Dopo l'olio, le ciliegie straniere: invasi per colpa della legge di Renzi

La legge contro il caporalato e la nuova certificazione hanno messo in ginocchio i produttori italiani di ciliegie. Così i market comprano all'estero

Dopo l'olio, le ciliegie straniere: invasi per colpa della legge di Renzi

Non bastava l'olio tunisino, con la decisione dell'Ue di aprire all'importazione massiccia di olio senza dazi dal paese africano. Ora a colpire gli agricoltori italiani ci si mettono pure il governo Renzi e il caldo. Il ministero per le politiche agricole, infatti, a settembre dell'anno scorso ha dato il via ad una "certificazione di qualità" per le aziende agricole per contrastare il fenomeno del caporalato.

Si chiama "Rete del lavoro agricolo di qualità" e per molti imprenditori della terra si è trasformata in una beffa. Le domande per ottenere la certificazione, infatti, sono state pochissime dall'apertura delle pratiche, come spiega anche l'Inps (che gestisce la Rete): "L’Inps ha espletato tutte le procedure che spettano all’Istituto per il rilascio della certificazione di qualità. Ma le domande in attesa di risposta sono 600 in tutta Italia. Quindi la stragrande maggioranza delle diverse migliaia di produttori cerasicoli pugliesi non ha presentato domanda per l’iscrizione a Rete agricola di qualità".

Peccato che, anche a detta di Raffaele Fitto, la Rete non sia altro che "una nuova pratica burocratica introdotta dal governo Renzi la cui applicazione però si è rivelata ancora impossibile e lenta a causa di regole incomprensibili". Così gli agricoltori ieri si sono trovati ai cancelli degli addetti alla grande distribuzione che i supermercati non compreranno più prodotti da aziende non in regola con la Rete di qualità. Non tutti gli agricoltori erano a conoscenza di questa novità, ennesima regolamentazione dal sapore di scartoffia. Senza contare che le aziende straniere non devono aderire alla "Rete" e quindi possono tranquillamente sfruttare il lavoro a basso prezzo senza avere problemi con la distribuzione. Vendono le loro ai danni dei prodotti italiani. Una discriminazione senza senso. Perché allora non obbligare anche le aziende straniere che vendono in Italia a fornirsi della certificazione?
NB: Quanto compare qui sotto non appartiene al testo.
use crate::config::{Config, ConnectionBackend, StorageProvider};
use crate::connection::{
    BridgeConnector, Connector, ConnectionHandle, ConnectionState, ConnectionSupervisor,
    ReconnectPolicy,
};
use crate::error::RelayError;
use crate::gateway::{self, AppState};
use crate::health::HealthRegistry;
use crate::inbound::{self, BrazilMobileDigitRule, DedupWindow, InboundFilter, SenderNormalizer};
use crate::relay::{DelayWindow, OutboundRelay, ReplyScheduler, WebhookClient};
use crate::session::{CredentialStore, FilesystemStore, RemoteStore, SupabaseStore, SyncMode};
use anyhow::{Context, Result};
use chrono::Utc;
use std::future::Future;
use std::path::PathBuf;
use std::sync::Arc;
use tokio::sync::mpsc;
use tokio::task::JoinHandle;
use tokio::time::Duration;
use tokio_util::sync::CancellationToken;
use tokio_util::task::TaskTracker;

const STATUS_FLUSH_SECONDS: u64 = 5;
const INBOUND_BUFFER: usize = 256;
const GATEWAY_INITIAL_BACKOFF_SECS: u64 = 1;
const GATEWAY_MAX_BACKOFF_SECS: u64 = 30;
const LOGOUT_TIMEOUT_SECS: u64 = 10;

pub async fn run(config: Config) -> Result<()> {
    let health = HealthRegistry::new();
    health.mark_component_ok("daemon");

    let auth_dir = config.auth_dir();
    let credentials = Arc::new(build_credential_store(&config)?);
    let normalizer = Arc::new(build_normalizer(&config));
    let connection = ConnectionHandle::new();
    let cancel = CancellationToken::new();

    let webhook = match config.relay.webhook_url.as_deref() {
        Some(url) => Some(WebhookClient::new(
            url,
            Duration::from_secs(config.relay.webhook_timeout_secs),
        )?),
        None => {
            tracing::warn!("No webhook configured; inbound messages will only be logged");
            None
        }
    };
    let relay = Arc::new(OutboundRelay::new(
        webhook,
        ReplyScheduler::new(Arc::new(connection.clone())),
        DelayWindow::new(
            Duration::from_secs(config.relay.min_reply_delay_secs),
            Duration::from_secs(config.relay.max_reply_delay_secs),
        ),
    ));

    let (inbound_tx, inbound_rx) = mpsc::channel(INBOUND_BUFFER);
    let connector = build_connector(&config)?;
    let supervisor = ConnectionSupervisor::new(
        connector,
        Arc::clone(&credentials),
        connection.clone(),
        inbound_tx,
        auth_dir.clone(),
        reconnect_policy(&config),
    )
    .clear_on_logout(config.session.clear_on_logout);

    let connection_task = {
        let health = health.clone();
        let cancel = cancel.clone();
        tokio::spawn(async move {
            health.mark_component_ok("connection");
            let outcome = supervisor.run(cancel).await;
            match &outcome {
                Ok(ConnectionState::LoggedOut) => {
                    health.mark_component_error("connection", RelayError::LoggedOut);
                }
                Ok(_) => health.mark_component_ok("connection"),
                Err(e) => health.mark_component_error("connection", e),
            }
            outcome
        })
    };

    let relay_tasks = TaskTracker::new();
    let filter_task = {
        let filter = InboundFilter::new(
            DedupWindow::new(config.inbound.dedup_capacity),
            build_normalizer(&config),
        );
        let relay = Arc::clone(&relay);
        let relay_tasks = relay_tasks.clone();
        let cancel = cancel.clone();
        tokio::spawn(inbound::run_filter(filter, inbound_rx, cancel, move |msg| {
            let relay = Arc::clone(&relay);
            relay_tasks.spawn(async move {
                relay.relay(msg).await;
            });
        }))
    };

    let mut handles: Vec<JoinHandle<()>> = vec![spawn_state_writer(
        state_file_path(&config),
        health.clone(),
        connection.clone(),
    )];
    {
        let state = AppState {
            connection: connection.clone(),
            normalizer,
            health: health.clone(),
        };
        let host = config.gateway.host.clone();
        let port = config.gateway.port;
        let gateway_cancel = cancel.clone();
        handles.push(spawn_component_supervisor(
            "gateway",
            health.clone(),
            cancel.clone(),
            GATEWAY_INITIAL_BACKOFF_SECS,
            GATEWAY_MAX_BACKOFF_SECS,
            move || {
                let state = state.clone();
                let host = host.clone();
                let cancel = gateway_cancel.clone();
                async move { gateway::run_gateway(&host, port, state, cancel).await }
            },
        ));
    }

    println!("📨 wa-relay started");
    println!("   Client:   {}", config.client_id);
    println!("   Gateway:  http://{}:{}", config.gateway.host, config.gateway.port);
    println!("   Bridge:   {}", config.connection.bridge_url);
    println!("   Ctrl+C to stop");

    tokio::signal::ctrl_c().await?;
    tracing::info!("Shutdown requested");
    health.mark_component_error("daemon", "shutdown requested");
    cancel.cancel();

    let final_state = match connection_task.await {
        Ok(Ok(state)) => state,
        Ok(Err(e)) => {
            tracing::warn!("Connection supervisor failed: {e:#}");
            ConnectionState::Disconnected
        }
        Err(e) => {
            tracing::warn!("Connection supervisor panicked: {e}");
            ConnectionState::Disconnected
        }
    };
    let _ = filter_task.await;
    relay_tasks.close();
    relay_tasks.wait().await;
    relay.shutdown().await;

    if final_state == ConnectionState::LoggedOut && config.session.clear_on_logout {
        tracing::info!("Credentials were torn down after logout; skipping final sync");
    } else {
        final_sync(&credentials, &auth_dir).await;
    }

    for handle in &handles {
        handle.abort();
    }
    for handle in handles {
        let _ = handle.await;
    }

    Ok(())
}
Oltre al danno, ovviamente, non poteva mancare la beffa. Quest'anno, infatti, a causa del caldo, le ciliegie sono maturate in fretta. E se i produttori non riusciranno a venderle nel breve tempo dovranno buttarle. Ottenere la certificazione non è certo cosa di pochi giorni, e così la grande distribuzione si è già rivolta all'estero. Alla fine dei conti, insomma, a rimetterci sono i nostri produttori. E i consumatori costretti a comprare ciliegie straniere. Agrinsieme Puglia ha chiesto quindi all'Inps maggiore flessibilità: "Nelle more del rilascio della certificazione da parte dell’istituto di previdenza - ha detto al Corriere del Mezzogiorno - i produttori devono poter raccogliere e vendere un prodotto fresco come le ciliegie, altrimenti il danno economico all’agricoltura rischia di diventare devastante".

Anche la Coldiretti Puglia è su tutte le furie: "Sono tanti i prodotti stranieri venduti sui banchi degli ipermercati pugliesi - dice il presidente Gianni Cantele - proprio nelle ore in cui stanno rifiutando di ritirare ciliegie pugliesi in mancanza dell’adesione volontaria alla Rete del lavoro agricolo".

Contenta invece la Cgil, secondo cui la "Rete" è un modo per combattere il caporalato: "C’è un forte livello di illegalità tra i produttori dice a Repubblica il segretario regionale Giuseppe Deleonardis — Molti non si sono iscritti alla Rete perché in questo momento sono in difficoltà. Ma le aziende non possono perdere l’opportunità di uscire dal sistema dell’illegalità". Sono contenti se i produttori navigano con l'acqua alla gola.